[Dataset entries]
• • • • • • •

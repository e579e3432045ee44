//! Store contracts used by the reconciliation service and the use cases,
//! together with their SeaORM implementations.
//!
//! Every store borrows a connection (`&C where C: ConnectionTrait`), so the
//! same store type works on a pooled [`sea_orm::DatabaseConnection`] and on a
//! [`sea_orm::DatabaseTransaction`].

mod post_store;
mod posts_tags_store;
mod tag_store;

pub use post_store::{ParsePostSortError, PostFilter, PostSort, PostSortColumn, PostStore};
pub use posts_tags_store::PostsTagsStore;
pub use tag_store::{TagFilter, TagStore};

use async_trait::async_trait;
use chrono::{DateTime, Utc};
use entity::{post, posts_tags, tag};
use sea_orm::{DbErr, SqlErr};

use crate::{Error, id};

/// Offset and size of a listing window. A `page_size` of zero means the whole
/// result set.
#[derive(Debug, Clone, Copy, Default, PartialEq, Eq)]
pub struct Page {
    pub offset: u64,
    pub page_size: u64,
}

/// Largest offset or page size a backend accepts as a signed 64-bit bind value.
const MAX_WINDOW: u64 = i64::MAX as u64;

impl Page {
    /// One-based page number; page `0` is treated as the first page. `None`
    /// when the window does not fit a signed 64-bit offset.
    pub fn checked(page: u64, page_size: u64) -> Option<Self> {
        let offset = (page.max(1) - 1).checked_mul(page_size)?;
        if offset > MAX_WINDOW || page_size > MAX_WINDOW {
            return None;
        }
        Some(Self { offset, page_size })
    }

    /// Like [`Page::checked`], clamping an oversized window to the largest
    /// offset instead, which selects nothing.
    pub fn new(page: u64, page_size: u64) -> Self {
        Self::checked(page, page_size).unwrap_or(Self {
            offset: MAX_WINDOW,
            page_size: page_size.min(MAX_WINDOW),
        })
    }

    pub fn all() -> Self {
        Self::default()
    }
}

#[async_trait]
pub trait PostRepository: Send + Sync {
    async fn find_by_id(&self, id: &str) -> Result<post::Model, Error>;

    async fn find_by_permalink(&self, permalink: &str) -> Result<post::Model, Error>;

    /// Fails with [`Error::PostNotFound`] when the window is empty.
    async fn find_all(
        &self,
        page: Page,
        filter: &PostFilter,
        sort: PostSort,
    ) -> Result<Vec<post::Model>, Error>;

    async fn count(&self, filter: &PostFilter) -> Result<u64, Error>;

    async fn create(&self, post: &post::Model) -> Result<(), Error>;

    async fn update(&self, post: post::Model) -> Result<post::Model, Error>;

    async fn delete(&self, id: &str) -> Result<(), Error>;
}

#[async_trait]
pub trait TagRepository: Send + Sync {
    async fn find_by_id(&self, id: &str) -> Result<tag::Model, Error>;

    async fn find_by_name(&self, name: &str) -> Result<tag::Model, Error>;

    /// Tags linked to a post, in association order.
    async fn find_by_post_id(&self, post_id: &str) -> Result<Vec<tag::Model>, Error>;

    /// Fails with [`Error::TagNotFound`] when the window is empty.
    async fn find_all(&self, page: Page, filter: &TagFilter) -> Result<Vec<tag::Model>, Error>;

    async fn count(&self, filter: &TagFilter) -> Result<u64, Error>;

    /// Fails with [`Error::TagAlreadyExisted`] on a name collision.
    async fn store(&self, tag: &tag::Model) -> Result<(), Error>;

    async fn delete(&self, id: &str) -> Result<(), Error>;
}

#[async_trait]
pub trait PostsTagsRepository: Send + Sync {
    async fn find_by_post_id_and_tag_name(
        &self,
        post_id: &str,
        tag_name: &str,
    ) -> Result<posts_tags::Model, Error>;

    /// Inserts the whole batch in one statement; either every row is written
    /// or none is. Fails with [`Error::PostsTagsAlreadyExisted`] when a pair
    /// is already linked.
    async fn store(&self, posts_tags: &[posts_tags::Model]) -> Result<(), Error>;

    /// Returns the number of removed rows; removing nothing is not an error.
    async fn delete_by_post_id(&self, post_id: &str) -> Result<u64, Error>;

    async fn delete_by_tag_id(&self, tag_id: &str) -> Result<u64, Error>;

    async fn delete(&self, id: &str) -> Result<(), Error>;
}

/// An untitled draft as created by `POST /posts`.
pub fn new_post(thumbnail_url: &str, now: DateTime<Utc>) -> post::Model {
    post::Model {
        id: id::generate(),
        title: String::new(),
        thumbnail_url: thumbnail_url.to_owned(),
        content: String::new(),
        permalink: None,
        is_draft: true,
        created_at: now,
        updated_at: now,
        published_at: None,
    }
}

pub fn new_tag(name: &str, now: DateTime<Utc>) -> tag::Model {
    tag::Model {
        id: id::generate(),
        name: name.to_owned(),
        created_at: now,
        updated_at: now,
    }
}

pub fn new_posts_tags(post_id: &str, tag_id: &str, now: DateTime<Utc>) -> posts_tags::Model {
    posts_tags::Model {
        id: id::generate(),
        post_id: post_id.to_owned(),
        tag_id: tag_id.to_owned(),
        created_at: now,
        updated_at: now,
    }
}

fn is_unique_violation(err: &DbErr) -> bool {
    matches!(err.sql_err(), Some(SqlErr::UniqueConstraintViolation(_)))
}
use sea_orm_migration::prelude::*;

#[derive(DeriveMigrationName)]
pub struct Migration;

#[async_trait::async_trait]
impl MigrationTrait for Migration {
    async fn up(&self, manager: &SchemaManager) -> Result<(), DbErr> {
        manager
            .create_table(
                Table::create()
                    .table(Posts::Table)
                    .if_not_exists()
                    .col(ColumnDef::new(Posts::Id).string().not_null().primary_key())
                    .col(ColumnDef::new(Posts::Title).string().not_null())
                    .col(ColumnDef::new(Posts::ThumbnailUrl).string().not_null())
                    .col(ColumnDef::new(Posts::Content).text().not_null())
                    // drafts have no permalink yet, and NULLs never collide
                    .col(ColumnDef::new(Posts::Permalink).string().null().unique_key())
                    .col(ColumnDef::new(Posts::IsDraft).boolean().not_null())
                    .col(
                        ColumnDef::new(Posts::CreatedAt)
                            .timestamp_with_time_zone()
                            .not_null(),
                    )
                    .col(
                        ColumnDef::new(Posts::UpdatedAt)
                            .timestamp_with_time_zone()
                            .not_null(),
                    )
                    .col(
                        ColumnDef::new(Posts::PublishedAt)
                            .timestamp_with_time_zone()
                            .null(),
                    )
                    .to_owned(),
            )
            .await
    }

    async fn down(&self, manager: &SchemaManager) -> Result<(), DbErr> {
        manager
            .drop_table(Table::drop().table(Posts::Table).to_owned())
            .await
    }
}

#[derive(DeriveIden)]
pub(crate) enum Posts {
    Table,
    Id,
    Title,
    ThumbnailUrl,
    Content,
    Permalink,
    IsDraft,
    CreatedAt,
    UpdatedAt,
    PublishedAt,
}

• • • • • • •

AIM OF THE EXERCISE | Show the data once more, exactly as it was written.

EXERCISE SOLUTION |
repository e579e3432045ee44
//! Store contracts used by the reconciliation service and the use cases,
//! together with their SeaORM implementations.
//!
//! Every store borrows a connection (`&C where C: ConnectionTrait`), so the
//! same store type works on a pooled [`sea_orm::DatabaseConnection`] and on a
//! [`sea_orm::DatabaseTransaction`].

mod post_store;
mod posts_tags_store;
mod tag_store;

pub use post_store::{ParsePostSortError, PostFilter, PostSort, PostSortColumn, PostStore};
pub use posts_tags_store::PostsTagsStore;
pub use tag_store::{TagFilter, TagStore};

use async_trait::async_trait;
use chrono::{DateTime, Utc};
use entity::{post, posts_tags, tag};
use sea_orm::{DbErr, SqlErr};

use crate::{Error, id};

/// Offset and size of a listing window. A `page_size` of zero means the whole
/// result set.
#[derive(Debug, Clone, Copy, Default, PartialEq, Eq)]
pub struct Page {
    pub offset: u64,
    pub page_size: u64,
}

/// Largest offset or page size a backend accepts as a signed 64-bit bind value.
const MAX_WINDOW: u64 = i64::MAX as u64;

impl Page {
    /// One-based page number; page `0` is treated as the first page. `None`
    /// when the window does not fit a signed 64-bit offset.
    pub fn checked(page: u64, page_size: u64) -> Option<Self> {
        let offset = (page.max(1) - 1).checked_mul(page_size)?;
        if offset > MAX_WINDOW || page_size > MAX_WINDOW {
            return None;
        }
        Some(Self { offset, page_size })
    }

    /// Like [`Page::checked`], clamping an oversized window to the largest
    /// offset instead, which selects nothing.
    pub fn new(page: u64, page_size: u64) -> Self {
        Self::checked(page, page_size).unwrap_or(Self {
            offset: MAX_WINDOW,
            page_size: page_size.min(MAX_WINDOW),
        })
    }

    pub fn all() -> Self {
        Self::default()
    }
}

#[async_trait]
pub trait PostRepository: Send + Sync {
    async fn find_by_id(&self, id: &str) -> Result<post::Model, Error>;

    async fn find_by_permalink(&self, permalink: &str) -> Result<post::Model, Error>;

    /// Fails with [`Error::PostNotFound`] when the window is empty.
    async fn find_all(
        &self,
        page: Page,
        filter: &PostFilter,
        sort: PostSort,
    ) -> Result<Vec<post::Model>, Error>;

    async fn count(&self, filter: &PostFilter) -> Result<u64, Error>;

    async fn create(&self, post: &post::Model) -> Result<(), Error>;

    async fn update(&self, post: post::Model) -> Result<post::Model, Error>;

    async fn delete(&self, id: &str) -> Result<(), Error>;
}

#[async_trait]
pub trait TagRepository: Send + Sync {
    async fn find_by_id(&self, id: &str) -> Result<tag::Model, Error>;

    async fn find_by_name(&self, name: &str) -> Result<tag::Model, Error>;

    /// Tags linked to a post, in association order.
    async fn find_by_post_id(&self, post_id: &str) -> Result<Vec<tag::Model>, Error>;

    /// Fails with [`Error::TagNotFound`] when the window is empty.
    async fn find_all(&self, page: Page, filter: &TagFilter) -> Result<Vec<tag::Model>, Error>;

    async fn count(&self, filter: &TagFilter) -> Result<u64, Error>;

    /// Fails with [`Error::TagAlreadyExisted`] on a name collision.
    async fn store(&self, tag: &tag::Model) -> Result<(), Error>;

    async fn delete(&self, id: &str) -> Result<(), Error>;
}

#[async_trait]
pub trait PostsTagsRepository: Send + Sync {
    async fn find_by_post_id_and_tag_name(
        &self,
        post_id: &str,
        tag_name: &str,
    ) -> Result<posts_tags::Model, Error>;

    /// Inserts the whole batch in one statement; either every row is written
    /// or none is. Fails with [`Error::PostsTagsAlreadyExisted`] when a pair
    /// is already linked.
    async fn store(&self, posts_tags: &[posts_tags::Model]) -> Result<(), Error>;

    /// Returns the number of removed rows; removing nothing is not an error.
    async fn delete_by_post_id(&self, post_id: &str) -> Result<u64, Error>;

    async fn delete_by_tag_id(&self, tag_id: &str) -> Result<u64, Error>;

    async fn delete(&self, id: &str) -> Result<(), Error>;
}

/// An untitled draft as created by `POST /posts`.
pub fn new_post(thumbnail_url: &str, now: DateTime<Utc>) -> post::Model {
    post::Model {
        id: id::generate(),
        title: String::new(),
        thumbnail_url: thumbnail_url.to_owned(),
        content: String::new(),
        permalink: None,
        is_draft: true,
        created_at: now,
        updated_at: now,
        published_at: None,
    }
}

pub fn new_tag(name: &str, now: DateTime<Utc>) -> tag::Model {
    tag::Model {
        id: id::generate(),
        name: name.to_owned(),
        created_at: now,
        updated_at: now,
    }
}

pub fn new_posts_tags(post_id: &str, tag_id: &str, now: DateTime<Utc>) -> posts_tags::Model {
    posts_tags::Model {
        id: id::generate(),
        post_id: post_id.to_owned(),
        tag_id: tag_id.to_owned(),
        created_at: now,
        updated_at: now,
    }
}

fn is_unique_violation(err: &DbErr) -> bool {
    matches!(err.sql_err(), Some(SqlErr::UniqueConstraintViolation(_)))
}
use sea_orm_migration::prelude::*;

#[derive(DeriveMigrationName)]
pub struct Migration;

#[async_trait::async_trait]
impl MigrationTrait for Migration {
    async fn up(&self, manager: &SchemaManager) -> Result<(), DbErr> {
        manager
            .create_table(
                Table::create()
                    .table(Posts::Table)
                    .if_not_exists()
                    .col(ColumnDef::new(Posts::Id).string().not_null().primary_key())
                    .col(ColumnDef::new(Posts::Title).string().not_null())
                    .col(ColumnDef::new(Posts::ThumbnailUrl).string().not_null())
                    .col(ColumnDef::new(Posts::Content).text().not_null())
                    // drafts have no permalink yet, and NULLs never collide
                    .col(ColumnDef::new(Posts::Permalink).string().null().unique_key())
                    .col(ColumnDef::new(Posts::IsDraft).boolean().not_null())
                    .col(
                        ColumnDef::new(Posts::CreatedAt)
                            .timestamp_with_time_zone()
                            .not_null(),
                    )
                    .col(
                        ColumnDef::new(Posts::UpdatedAt)
                            .timestamp_with_time_zone()
                            .not_null(),
                    )
                    .col(
                        ColumnDef::new(Posts::PublishedAt)
                            .timestamp_with_time_zone()
                            .null(),
                    )
                    .to_owned(),
            )
            .await
    }

    async fn down(&self, manager: &SchemaManager) -> Result<(), DbErr> {
        manager
            .drop_table(Table::drop().table(Posts::Table).to_owned())
            .await
    }
}

#[derive(DeriveIden)]
pub(crate) enum Posts {
    Table,
    Id,
    Title,
    ThumbnailUrl,
    Content,
    Permalink,
    IsDraft,
    CreatedAt,
    UpdatedAt,
    PublishedAt,
}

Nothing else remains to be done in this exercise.